Women laugh over wine at an outdoor restaurant
As seniors begin to enjoy some semblance of “normal life" after vaccinations, industries are adjusting their marketing strategies to appeal to this group of vaccinated consumers. — Getty Images/wundervisuals

With nearly 2.5 million doses of COVID-19 vaccines being administered per day, Americans who are fully vaccinated now have the all-clear from the CDC to start resuming some of their pre-pandemic social activities.

The majority of those newly-vaccinated individuals are seniors age 65 and up. This high-risk age group accounts for 54% of Americans who have received at least one vaccine dose, and many are eager to get out of the isolation they’ve been in for the past year.

As seniors begin to enjoy some semblance of “normal life” again, industries that have been hit hard by social distancing, like restaurants, hotels and entertainment venues, are changing their marketing strategies to better appeal to this group of vaccinated consumers. Here's how small businesses can shift their focus to serve the senior population while bringing more customers in the door.

How businesses can cater to vaccinated seniors

According to the latest CDC guidance, people who are fully vaccinated against COVID-19 can gather indoors with other fully vaccinated individuals (and unvaccinated individuals from one household) without wearing a mask or face covering.
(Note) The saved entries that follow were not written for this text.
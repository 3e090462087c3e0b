//! Error taxonomy shared by the ingestion and query pipelines.
//!
//! Every pipeline stage returns [`RagError`]. The HTTP layer maps each
//! variant to a status code; the CLI prints the message. An empty index is
//! deliberately absent from this list: searching an empty index yields an
//! empty result.

use thiserror::Error;

#[derive(Debug, Error)]
pub enum RagError {
    /// Malformed or undecodable content, empty names, empty queries.
    #[error("invalid input: {0}")]
    InvalidInput(String),

    /// Upload whose type is not plain text, PDF, or HTML.
    #[error("unsupported file type: {0}")]
    UnsupportedFileType(String),

    /// Extraction produced no chunks.
    #[error("document '{0}' contains no extractable text")]
    EmptyDocument(String),

    #[error("payload of {size} bytes exceeds the {max} byte limit")]
    PayloadTooLarge { size: usize, max: usize },

    /// Embedding or generation backend unreachable, erroring, or returning
    /// a response without the expected shape.
    #[error("model unavailable: {0}")]
    ModelUnavailable(String),

    /// Vector or lexical write failure (after retries where they apply).
    #[error("index write failed: {0}")]
    IndexWrite(String),

    /// Vector or lexical read failure.
    #[error("index read failed: {0}")]
    IndexRead(String),

    #[error("cache error: {0}")]
    Cache(String),

    /// The chunk link ledger could not be read or written.
    #[error("ledger error: {0}")]
    Ledger(String),
}

pub type RagResult<T> = Result<T, RagError>;

impl RagError {
    /// Short machine-readable name, used in structured log events.
    pub fn kind(&self) -> &'static str {
        match self {
            RagError::InvalidInput(_) => "invalid_input",
            RagError::UnsupportedFileType(_) => "unsupported_file_type",
            RagError::EmptyDocument(_) => "empty_document",
            RagError::PayloadTooLarge { .. } => "payload_too_large",
            RagError::ModelUnavailable(_) => "model_unavailable",
            RagError::IndexWrite(_) => "index_write",
            RagError::IndexRead(_) => "index_read",
            RagError::Cache(_) => "cache",
            RagError::Ledger(_) => "ledger",
        }
    }
}

#[cfg(test)]
mod tests {
    use super::*;

    #[test]
    fn messages_carry_context() {
        let err = RagError::UnsupportedFileType("exe".to_string());
        assert_eq!(err.to_string(), "unsupported file type: exe");

        let err = RagError::PayloadTooLarge { size: 20, max: 10 };
        assert_eq!(err.to_string(), "payload of 20 bytes exceeds the 10 byte limit");
    }

    #[test]
    fn kinds_are_stable() {
        assert_eq!(RagError::EmptyDocument("a".into()).kind(), "empty_document");
        assert_eq!(RagError::IndexWrite("x".into()).kind(), "index_write");
    }
}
They also do not need to quarantine if they’ve been exposed to COVID-19 but are asymptomatic.

For small businesses, this means there’s an opportunity to get customers in the door by offering them a taste of pre-COVID normalcy.

“​Businesses could increase traffic by setting certain hours or events where they only allow patrons over a certain age with proof of vaccine to enter,” said Stuart Allan, co-founder of MedBar. “Advertising these restricted hours or events may help encourage vaccinated seniors to feel more comfortable going out in the community.”

[Read: New Normal: 9 Lasting Changes Small Businesses Can Expect Post-Pandemic]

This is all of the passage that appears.